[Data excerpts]
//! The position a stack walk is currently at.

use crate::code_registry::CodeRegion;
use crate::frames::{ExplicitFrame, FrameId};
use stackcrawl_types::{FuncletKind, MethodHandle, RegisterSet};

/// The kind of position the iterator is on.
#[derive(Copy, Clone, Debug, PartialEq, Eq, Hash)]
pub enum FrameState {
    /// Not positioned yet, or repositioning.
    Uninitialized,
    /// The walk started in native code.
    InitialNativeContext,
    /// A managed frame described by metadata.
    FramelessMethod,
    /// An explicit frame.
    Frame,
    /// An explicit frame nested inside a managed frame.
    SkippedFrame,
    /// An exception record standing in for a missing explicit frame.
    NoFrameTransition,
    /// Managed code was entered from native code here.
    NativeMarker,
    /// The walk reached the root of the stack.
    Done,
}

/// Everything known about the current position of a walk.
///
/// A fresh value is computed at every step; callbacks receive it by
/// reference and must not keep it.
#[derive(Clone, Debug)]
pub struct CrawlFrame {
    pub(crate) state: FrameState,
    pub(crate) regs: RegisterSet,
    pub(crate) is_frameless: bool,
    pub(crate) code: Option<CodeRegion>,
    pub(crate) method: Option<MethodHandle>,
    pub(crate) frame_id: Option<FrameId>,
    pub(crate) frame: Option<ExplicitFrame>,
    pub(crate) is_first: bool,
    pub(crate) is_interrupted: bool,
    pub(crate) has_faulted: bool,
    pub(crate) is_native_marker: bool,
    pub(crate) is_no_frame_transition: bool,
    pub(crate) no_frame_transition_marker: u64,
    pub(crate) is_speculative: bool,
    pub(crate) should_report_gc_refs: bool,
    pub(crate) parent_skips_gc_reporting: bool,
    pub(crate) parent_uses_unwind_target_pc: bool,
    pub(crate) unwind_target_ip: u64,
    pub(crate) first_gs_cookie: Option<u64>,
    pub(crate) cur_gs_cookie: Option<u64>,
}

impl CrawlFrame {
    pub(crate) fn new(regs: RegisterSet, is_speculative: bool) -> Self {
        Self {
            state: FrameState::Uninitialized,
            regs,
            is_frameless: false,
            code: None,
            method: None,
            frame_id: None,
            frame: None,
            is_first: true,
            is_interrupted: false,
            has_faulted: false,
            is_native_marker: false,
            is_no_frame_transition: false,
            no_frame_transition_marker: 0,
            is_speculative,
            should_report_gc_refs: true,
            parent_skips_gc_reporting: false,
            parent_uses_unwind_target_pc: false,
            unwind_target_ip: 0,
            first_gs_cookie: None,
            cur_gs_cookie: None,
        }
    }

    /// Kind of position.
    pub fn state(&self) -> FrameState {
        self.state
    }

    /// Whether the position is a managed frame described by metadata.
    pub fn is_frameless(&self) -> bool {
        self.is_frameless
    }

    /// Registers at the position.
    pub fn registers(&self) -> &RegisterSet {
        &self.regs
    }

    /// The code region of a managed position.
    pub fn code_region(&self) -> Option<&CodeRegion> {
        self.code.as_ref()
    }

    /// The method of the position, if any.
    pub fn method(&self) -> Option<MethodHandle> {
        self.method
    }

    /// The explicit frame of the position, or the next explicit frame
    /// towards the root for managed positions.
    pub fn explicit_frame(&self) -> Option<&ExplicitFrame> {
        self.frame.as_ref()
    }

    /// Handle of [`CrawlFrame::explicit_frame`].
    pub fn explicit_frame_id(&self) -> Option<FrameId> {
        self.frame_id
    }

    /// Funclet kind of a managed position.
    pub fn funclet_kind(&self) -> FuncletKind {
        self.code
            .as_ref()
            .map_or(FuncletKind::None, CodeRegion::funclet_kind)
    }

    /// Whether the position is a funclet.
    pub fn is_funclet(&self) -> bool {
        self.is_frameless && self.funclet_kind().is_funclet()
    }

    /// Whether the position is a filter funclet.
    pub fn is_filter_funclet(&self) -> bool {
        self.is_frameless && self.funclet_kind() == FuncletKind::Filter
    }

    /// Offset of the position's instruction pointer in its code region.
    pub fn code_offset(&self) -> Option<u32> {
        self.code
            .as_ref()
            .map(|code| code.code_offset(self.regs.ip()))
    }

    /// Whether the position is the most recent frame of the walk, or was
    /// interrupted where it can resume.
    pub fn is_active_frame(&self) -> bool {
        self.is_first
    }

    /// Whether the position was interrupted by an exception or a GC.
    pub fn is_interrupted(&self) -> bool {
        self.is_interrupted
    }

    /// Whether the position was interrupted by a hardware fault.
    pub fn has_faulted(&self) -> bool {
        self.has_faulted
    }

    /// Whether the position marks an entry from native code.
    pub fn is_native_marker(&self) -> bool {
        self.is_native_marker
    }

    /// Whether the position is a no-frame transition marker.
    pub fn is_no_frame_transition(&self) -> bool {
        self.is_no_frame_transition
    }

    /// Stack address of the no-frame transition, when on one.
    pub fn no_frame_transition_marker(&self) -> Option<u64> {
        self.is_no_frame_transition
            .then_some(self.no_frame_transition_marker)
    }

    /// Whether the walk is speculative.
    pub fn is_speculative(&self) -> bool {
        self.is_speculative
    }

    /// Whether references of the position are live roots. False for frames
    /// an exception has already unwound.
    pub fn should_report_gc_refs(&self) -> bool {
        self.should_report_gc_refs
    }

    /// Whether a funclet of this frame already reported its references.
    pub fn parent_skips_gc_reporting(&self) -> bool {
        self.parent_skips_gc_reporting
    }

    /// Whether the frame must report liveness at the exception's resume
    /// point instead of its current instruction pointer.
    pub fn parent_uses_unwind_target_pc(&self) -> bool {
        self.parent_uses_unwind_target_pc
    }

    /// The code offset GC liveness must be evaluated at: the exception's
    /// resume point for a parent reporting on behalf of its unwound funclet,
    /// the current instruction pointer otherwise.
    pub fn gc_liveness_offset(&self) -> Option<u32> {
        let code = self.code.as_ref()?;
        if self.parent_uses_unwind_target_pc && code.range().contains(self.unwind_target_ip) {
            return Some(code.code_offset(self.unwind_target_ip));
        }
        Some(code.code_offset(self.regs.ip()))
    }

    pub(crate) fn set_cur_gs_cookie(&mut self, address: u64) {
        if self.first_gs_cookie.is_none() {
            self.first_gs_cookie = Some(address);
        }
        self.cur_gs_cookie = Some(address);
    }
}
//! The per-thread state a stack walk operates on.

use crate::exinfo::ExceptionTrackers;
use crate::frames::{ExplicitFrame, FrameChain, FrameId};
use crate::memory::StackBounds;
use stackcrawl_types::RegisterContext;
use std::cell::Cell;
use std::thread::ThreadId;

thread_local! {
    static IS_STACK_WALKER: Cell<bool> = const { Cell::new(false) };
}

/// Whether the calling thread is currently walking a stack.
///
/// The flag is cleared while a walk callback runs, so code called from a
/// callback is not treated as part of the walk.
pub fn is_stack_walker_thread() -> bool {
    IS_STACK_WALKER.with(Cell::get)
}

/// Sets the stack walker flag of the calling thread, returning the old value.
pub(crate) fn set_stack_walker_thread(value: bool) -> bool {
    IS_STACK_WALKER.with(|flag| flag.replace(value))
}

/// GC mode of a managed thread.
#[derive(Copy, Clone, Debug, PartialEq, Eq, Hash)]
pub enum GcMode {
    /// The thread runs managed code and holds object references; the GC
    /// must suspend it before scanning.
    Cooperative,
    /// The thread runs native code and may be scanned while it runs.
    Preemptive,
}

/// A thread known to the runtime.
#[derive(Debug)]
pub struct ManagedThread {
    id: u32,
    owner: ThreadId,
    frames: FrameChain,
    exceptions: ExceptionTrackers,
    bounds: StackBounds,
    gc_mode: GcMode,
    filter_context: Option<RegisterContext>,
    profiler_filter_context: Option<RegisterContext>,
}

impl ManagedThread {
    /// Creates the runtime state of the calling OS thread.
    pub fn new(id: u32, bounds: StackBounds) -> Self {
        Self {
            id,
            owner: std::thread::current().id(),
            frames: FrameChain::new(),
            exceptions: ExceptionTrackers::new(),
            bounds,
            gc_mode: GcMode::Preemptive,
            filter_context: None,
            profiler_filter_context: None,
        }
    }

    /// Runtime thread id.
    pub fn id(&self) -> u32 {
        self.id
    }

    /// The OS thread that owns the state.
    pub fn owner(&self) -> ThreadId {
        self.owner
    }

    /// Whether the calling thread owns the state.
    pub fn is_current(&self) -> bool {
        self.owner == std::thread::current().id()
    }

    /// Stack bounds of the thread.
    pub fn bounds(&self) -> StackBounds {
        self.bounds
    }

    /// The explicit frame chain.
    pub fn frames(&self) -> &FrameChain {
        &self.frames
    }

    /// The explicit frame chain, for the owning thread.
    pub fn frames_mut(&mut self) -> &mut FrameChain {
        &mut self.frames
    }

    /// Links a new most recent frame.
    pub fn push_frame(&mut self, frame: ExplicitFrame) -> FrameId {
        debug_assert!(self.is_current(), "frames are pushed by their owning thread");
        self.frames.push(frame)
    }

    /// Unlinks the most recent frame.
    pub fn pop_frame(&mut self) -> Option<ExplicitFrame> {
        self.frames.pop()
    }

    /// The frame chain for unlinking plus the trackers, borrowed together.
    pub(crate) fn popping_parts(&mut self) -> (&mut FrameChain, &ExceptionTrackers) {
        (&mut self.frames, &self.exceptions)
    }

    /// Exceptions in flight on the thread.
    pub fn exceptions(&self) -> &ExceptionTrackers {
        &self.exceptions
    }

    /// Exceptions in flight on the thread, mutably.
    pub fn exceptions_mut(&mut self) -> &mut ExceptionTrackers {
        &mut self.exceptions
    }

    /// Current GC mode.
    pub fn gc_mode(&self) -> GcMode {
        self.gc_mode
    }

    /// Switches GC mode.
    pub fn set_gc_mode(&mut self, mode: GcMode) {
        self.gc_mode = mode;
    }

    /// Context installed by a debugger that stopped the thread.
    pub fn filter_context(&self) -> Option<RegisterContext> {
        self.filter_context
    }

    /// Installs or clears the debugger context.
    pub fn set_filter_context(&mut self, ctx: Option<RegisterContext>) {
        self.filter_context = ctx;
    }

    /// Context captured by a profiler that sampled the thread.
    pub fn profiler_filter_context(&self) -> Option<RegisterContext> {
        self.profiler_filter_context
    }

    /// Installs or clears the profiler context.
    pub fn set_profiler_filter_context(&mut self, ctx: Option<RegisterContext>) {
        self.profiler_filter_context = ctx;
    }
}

__WHAT YOU NEED TO DO__. Nothing but the lines from the start of the data above through the line with "iterator is on." should appear in your answer, copied exactly.

__RESPONSE__.
//! The position a stack walk is currently at.

use crate::code_registry::CodeRegion;
use crate::frames::{ExplicitFrame, FrameId};
use stackcrawl_types::{FuncletKind, MethodHandle, RegisterSet};

/// The kind of position the iterator is on.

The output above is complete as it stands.